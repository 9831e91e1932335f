use std::fmt::{Display, Formatter};

#[derive(Clone, Debug, PartialEq, Eq)]
pub enum DatabaseErrorCode {
    InvalidArgument,
    Internal,
    PermissionDenied,
    /// A transaction gave up after too many compare-and-set conflicts.
    MaxRetries,
}

impl DatabaseErrorCode {
    pub fn as_str(&self) -> &'static str {
        match self {
            DatabaseErrorCode::InvalidArgument => "database/invalid-argument",
            DatabaseErrorCode::Internal => "database/internal",
            DatabaseErrorCode::PermissionDenied => "database/permission-denied",
            DatabaseErrorCode::MaxRetries => "database/max-retries",
        }
    }
}

#[derive(Clone, Debug)]
pub struct DatabaseError {
    pub code: DatabaseErrorCode,
    message: String,
}

impl DatabaseError {
    pub fn new(code: DatabaseErrorCode, message: impl Into<String>) -> Self {
        Self {
            code,
            message: message.into(),
        }
    }

    pub fn code_str(&self) -> &'static str {
        self.code.as_str()
    }

    pub fn message(&self) -> &str {
        &self.message
    }
}

impl Display for DatabaseError {
    fn fmt(&self, f: &mut Formatter<'_>) -> std::fmt::Result {
        write!(f, "{} ({})", self.message, self.code_str())
    }
}

impl std::error::Error for DatabaseError {}

pub type DatabaseResult<T> = Result<T, DatabaseError>;

pub fn invalid_argument(message: impl Into<String>) -> DatabaseError {
    DatabaseError::new(DatabaseErrorCode::InvalidArgument, message)
}

pub fn internal_error(message: impl Into<String>) -> DatabaseError {
    DatabaseError::new(DatabaseErrorCode::Internal, message)
}

pub fn permission_denied(message: impl Into<String>) -> DatabaseError {
    DatabaseError::new(DatabaseErrorCode::PermissionDenied, message)
}

pub fn max_retries(message: impl Into<String>) -> DatabaseError {
    DatabaseError::new(DatabaseErrorCode::MaxRetries, message)
}
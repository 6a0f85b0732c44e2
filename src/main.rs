use clap::Parser;
use dotenv::dotenv;
use std::error::Error;
use taaltutor::cli::Args;

#[tokio::main]
async fn main() -> Result<(), Box<dyn Error + Send + Sync>> {
    dotenv().ok();
    env_logger::Builder::from_env(env_logger::Env::default().default_filter_or("info")).init();
    let args = Args::parse();
    taaltutor::run(args).await
}
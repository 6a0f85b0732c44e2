use serde::{ Serialize, Deserialize };
use std::collections::BTreeMap;

/// Exercise shapes the backend can produce. Older backend revisions used the
/// long spellings, both are accepted on the wire.
#[derive(Clone, Copy, Debug, PartialEq, Eq, Serialize, Deserialize)]
#[serde(rename_all = "snake_case")]
pub enum ExerciseKind {
    #[serde(alias = "multiple_choice")]
    Mcq,
    #[serde(alias = "gap_fill")]
    Gapfill,
    Reading,
    Writing,
}

impl ExerciseKind {
    pub fn has_options(&self) -> bool {
        matches!(self, ExerciseKind::Mcq | ExerciseKind::Reading)
    }
}

#[derive(Clone, Copy, Debug, PartialEq, Eq, Serialize, Deserialize)]
pub struct WordLimit {
    pub min: u32,
    pub max: u32,
}

/// Exercise body. Which fields are present depends on the kind: `question`
/// and `options` for mcq, `sentence` for gapfill, `passage` plus `question`
/// for reading, `prompt`/`rubric`/`word_limit` for writing. Writing
/// exercises legitimately carry no options and no answer key.
#[derive(Clone, Debug, Default, Serialize, Deserialize)]
pub struct ExerciseContent {
    #[serde(default)]
    pub question: Option<String>,
    #[serde(default)]
    pub sentence: Option<String>,
    #[serde(default)]
    pub prompt: Option<String>,
    #[serde(default)]
    pub passage: Option<String>,
    #[serde(default)]
    pub options: Option<Vec<String>>,
    #[serde(default)]
    pub rubric: Option<BTreeMap<String, String>>,
    #[serde(default)]
    pub word_limit: Option<WordLimit>,
}

#[derive(Clone, Debug, Default, Serialize, Deserialize)]
pub struct AnswerKey {
    #[serde(default)]
    pub correct_option: Option<String>,
    #[serde(default)]
    pub correct_index: Option<usize>,
    #[serde(default)]
    pub correct_answer: Option<String>,
    #[serde(default)]
    pub explanation: Option<String>,
}

#[derive(Clone, Debug, Serialize, Deserialize)]
pub struct Exercise {
    #[serde(default)]
    pub exercise_id: String,
    #[serde(rename = "type")]
    pub kind: ExerciseKind,
    #[serde(default)]
    pub instructions: Option<String>,
    #[serde(default)]
    pub topic: Option<String>,
    #[serde(default)]
    pub difficulty: Option<String>,
    #[serde(default)]
    pub content: ExerciseContent,
    #[serde(default)]
    pub answer_key: Option<AnswerKey>,
}

impl Exercise {
    /// The main text shown for this exercise, by kind.
    pub fn prompt_text(&self) -> Option<&str> {
        let content = &self.content;
        match self.kind {
            ExerciseKind::Mcq | ExerciseKind::Reading => content.question.as_deref(),
            ExerciseKind::Gapfill => content.sentence.as_deref(),
            ExerciseKind::Writing => content.prompt.as_deref(),
        }
    }

    pub fn options(&self) -> &[String] {
        self.content.options.as_deref().unwrap_or(&[])
    }

    /// Resolves the expected answer from whichever answer-key field the
    /// backend filled in. None for open writing tasks.
    pub fn correct_answer(&self) -> Option<&str> {
        let key = self.answer_key.as_ref()?;
        if let Some(option) = key.correct_option.as_deref() {
            return Some(option);
        }
        if let Some(answer) = key.correct_answer.as_deref() {
            return Some(answer);
        }
        key.correct_index
            .and_then(|idx| self.options().get(idx))
            .map(|s| s.as_str())
    }
}
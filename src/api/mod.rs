use log::debug;
use reqwest::multipart::{ Form, Part };
use reqwest::{ Client as HttpClient, Response, StatusCode };
use serde::de::DeserializeOwned;
use serde::{ Serialize, Deserialize };
use std::time::Duration;
use thiserror::Error;

use crate::models::exercise::Exercise;
use crate::models::session::{
    CheckResult, Feedback, SessionConfig, SessionState, Skill, TutorPersona,
};

/// Errors surfaced by the tutoring backend transport. `Status` carries the
/// backend's own `detail` message when the body had one, so callers can show
/// it verbatim.
#[derive(Debug, Error)]
pub enum ApiError {
    #[error("request to tutor backend failed: {0}")]
    Transport(#[from] reqwest::Error),
    #[error("{detail}")]
    Status { status: u16, detail: String },
    #[error("unexpected response payload: {0}")]
    Payload(String),
}

impl ApiError {
    fn from_status(status: StatusCode, body: &str) -> Self {
        let detail = serde_json
            ::from_str::<ErrorBody>(body)
            .ok()
            .and_then(|b| b.detail)
            .unwrap_or_else(|| format!("tutor backend returned HTTP {}", status.as_u16()));
        ApiError::Status {
            status: status.as_u16(),
            detail,
        }
    }
}

#[derive(Deserialize)]
struct ErrorBody {
    detail: Option<String>,
}

// Request and response envelopes for the canonical contract.

#[derive(Serialize)]
struct CreateSessionRequest<'a> {
    tutor: &'a str,
    config: &'a SessionConfig,
}

#[derive(Serialize)]
struct ChatRequest<'a> {
    message: &'a str,
}

#[derive(Serialize)]
struct AnswerRequest<'a> {
    answer: &'a str,
}

#[derive(Serialize)]
struct ThemeRequest<'a> {
    theme: &'a str,
}

#[derive(Serialize)]
struct GenerateExerciseRequest<'a> {
    skill: Skill,
    theme: &'a str,
}

#[derive(Serialize)]
struct SpeakRequest<'a> {
    text: &'a str,
    tutor_id: &'a str,
}

#[derive(Debug, Clone, Deserialize)]
pub struct CreateSessionResponse {
    pub session_id: String,
    pub state: SessionState,
}

#[derive(Debug, Clone, Deserialize)]
pub struct StateResponse {
    pub state: SessionState,
}

#[derive(Debug, Clone, Deserialize)]
pub struct ChatResponse {
    pub reply: String,
    pub state: SessionState,
}

#[derive(Debug, Clone, Deserialize)]
pub struct ExerciseResponse {
    pub exercise: Exercise,
    pub state: SessionState,
}

#[derive(Debug, Clone, Deserialize)]
pub struct AnswerResponse {
    pub check_result: CheckResult,
    pub feedback: Feedback,
    #[serde(default)]
    pub summary_message: String,
    pub state: SessionState,
}

#[derive(Debug, Clone, Deserialize)]
pub struct TranscribeResponse {
    pub text: String,
}

/// HTTP client for the tutoring backend. One instance per process; cloning
/// shares the underlying connection pool.
#[derive(Clone)]
pub struct TutorApi {
    http: HttpClient,
    base_url: String,
}

impl TutorApi {
    pub fn new(base_url: &str, timeout_secs: u64) -> Result<Self, ApiError> {
        let http = HttpClient::builder()
            .timeout(Duration::from_secs(timeout_secs))
            .build()?;
        Ok(Self {
            http,
            base_url: base_url.trim_end_matches('/').to_string(),
        })
    }

    fn endpoint(&self, path: &str) -> String {
        format!("{}/{}", self.base_url, path.trim_start_matches('/'))
    }

    async fn decode<T: DeserializeOwned>(resp: Response) -> Result<T, ApiError> {
        let status = resp.status();
        let body = resp.text().await?;
        if !status.is_success() {
            return Err(ApiError::from_status(status, &body));
        }
        serde_json::from_str::<T>(&body).map_err(|e| ApiError::Payload(e.to_string()))
    }

    pub async fn create_session(
        &self,
        tutor: TutorPersona,
        config: &SessionConfig,
    ) -> Result<CreateSessionResponse, ApiError> {
        let url = self.endpoint("session");
        debug!("POST {} (tutor={})", url, tutor);
        let req = CreateSessionRequest {
            tutor: tutor.id(),
            config,
        };
        let resp = self.http.post(&url).json(&req).send().await?;
        Self::decode(resp).await
    }

    pub async fn session_state(&self, session_id: &str) -> Result<StateResponse, ApiError> {
        let url = self.endpoint(&format!("session/{}", session_id));
        let resp = self.http.get(&url).send().await?;
        Self::decode(resp).await
    }

    pub async fn chat(&self, session_id: &str, message: &str) -> Result<ChatResponse, ApiError> {
        let url = self.endpoint(&format!("session/{}/chat", session_id));
        let resp = self.http.post(&url).json(&ChatRequest { message }).send().await?;
        Self::decode(resp).await
    }

    /// Generic exercise request: the backend picks the shape from the
    /// session config.
    pub async fn request_exercise(&self, session_id: &str) -> Result<ExerciseResponse, ApiError> {
        let url = self.endpoint(&format!("session/{}/exercise", session_id));
        let resp = self.http.post(&url).send().await?;
        Self::decode(resp).await
    }

    /// Parameterized generation: the caller chooses skill and theme, the
    /// backend must honor both or fail. Returns the bare exercise.
    pub async fn generate_exercise(
        &self,
        session_id: &str,
        skill: Skill,
        theme: &str,
    ) -> Result<Exercise, ApiError> {
        let url = self.endpoint(&format!("generate_exercise/{}", session_id));
        let resp = self.http
            .post(&url)
            .json(&GenerateExerciseRequest { skill, theme })
            .send().await?;
        Self::decode(resp).await
    }

    pub async fn submit_answer(
        &self,
        session_id: &str,
        answer: &str,
    ) -> Result<AnswerResponse, ApiError> {
        let url = self.endpoint(&format!("session/{}/answer", session_id));
        let resp = self.http.post(&url).json(&AnswerRequest { answer }).send().await?;
        Self::decode(resp).await
    }

    pub async fn set_theme(&self, session_id: &str, theme: &str) -> Result<StateResponse, ApiError> {
        let url = self.endpoint(&format!("set_theme/{}", session_id));
        let resp = self.http.post(&url).json(&ThemeRequest { theme }).send().await?;
        Self::decode(resp).await
    }

    /// Speech synthesis for a tutor utterance. Returns the encoded audio
    /// bytes as-is.
    pub async fn speak(&self, text: &str, tutor_id: &str) -> Result<Vec<u8>, ApiError> {
        let url = self.endpoint("speak");
        let resp = self.http.post(&url).json(&SpeakRequest { text, tutor_id }).send().await?;
        let status = resp.status();
        if !status.is_success() {
            let body = resp.text().await.unwrap_or_default();
            return Err(ApiError::from_status(status, &body));
        }
        Ok(resp.bytes().await?.to_vec())
    }

    /// Ships a finished recording for transcription. The multipart field is
    /// named `file`, matching the backend's upload handler.
    pub async fn transcribe(
        &self,
        file_name: &str,
        mime: &str,
        bytes: Vec<u8>,
    ) -> Result<TranscribeResponse, ApiError> {
        let url = self.endpoint("transcribe");
        let part = Part::bytes(bytes).file_name(file_name.to_string()).mime_str(mime)?;
        let form = Form::new().part("file", part);
        let resp = self.http.post(&url).multipart(form).send().await?;
        Self::decode(resp).await
    }
}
=-=-=
Assignment
Please set down again, word for word, only the lines from the start of the entries through the line with "pub fn permission_denied(message: impl", both ends included.

Expected answer
repository 9831e91e1932335f
use std::fmt::{Display, Formatter};

#[derive(Clone, Debug, PartialEq, Eq)]
pub enum DatabaseErrorCode {
    InvalidArgument,
    Internal,
    PermissionDenied,
    /// A transaction gave up after too many compare-and-set conflicts.
    MaxRetries,
}

impl DatabaseErrorCode {
    pub fn as_str(&self) -> &'static str {
        match self {
            DatabaseErrorCode::InvalidArgument => "database/invalid-argument",
            DatabaseErrorCode::Internal => "database/internal",
            DatabaseErrorCode::PermissionDenied => "database/permission-denied",
            DatabaseErrorCode::MaxRetries => "database/max-retries",
        }
    }
}

#[derive(Clone, Debug)]
pub struct DatabaseError {
    pub code: DatabaseErrorCode,
    message: String,
}

impl DatabaseError {
    pub fn new(code: DatabaseErrorCode, message: impl Into<String>) -> Self {
        Self {
            code,
            message: message.into(),
        }
    }

    pub fn code_str(&self) -> &'static str {
        self.code.as_str()
    }

    pub fn message(&self) -> &str {
        &self.message
    }
}

impl Display for DatabaseError {
    fn fmt(&self, f: &mut Formatter<'_>) -> std::fmt::Result {
        write!(f, "{} ({})", self.message, self.code_str())
    }
}

impl std::error::Error for DatabaseError {}

pub type DatabaseResult<T> = Result<T, DatabaseError>;

pub fn invalid_argument(message: impl Into<String>) -> DatabaseError {
    DatabaseError::new(DatabaseErrorCode::InvalidArgument, message)
}

pub fn internal_error(message: impl Into<String>) -> DatabaseError {
    DatabaseError::new(DatabaseErrorCode::Internal, message)
}

pub fn permission_denied(message: impl Into<String>) -> DatabaseError {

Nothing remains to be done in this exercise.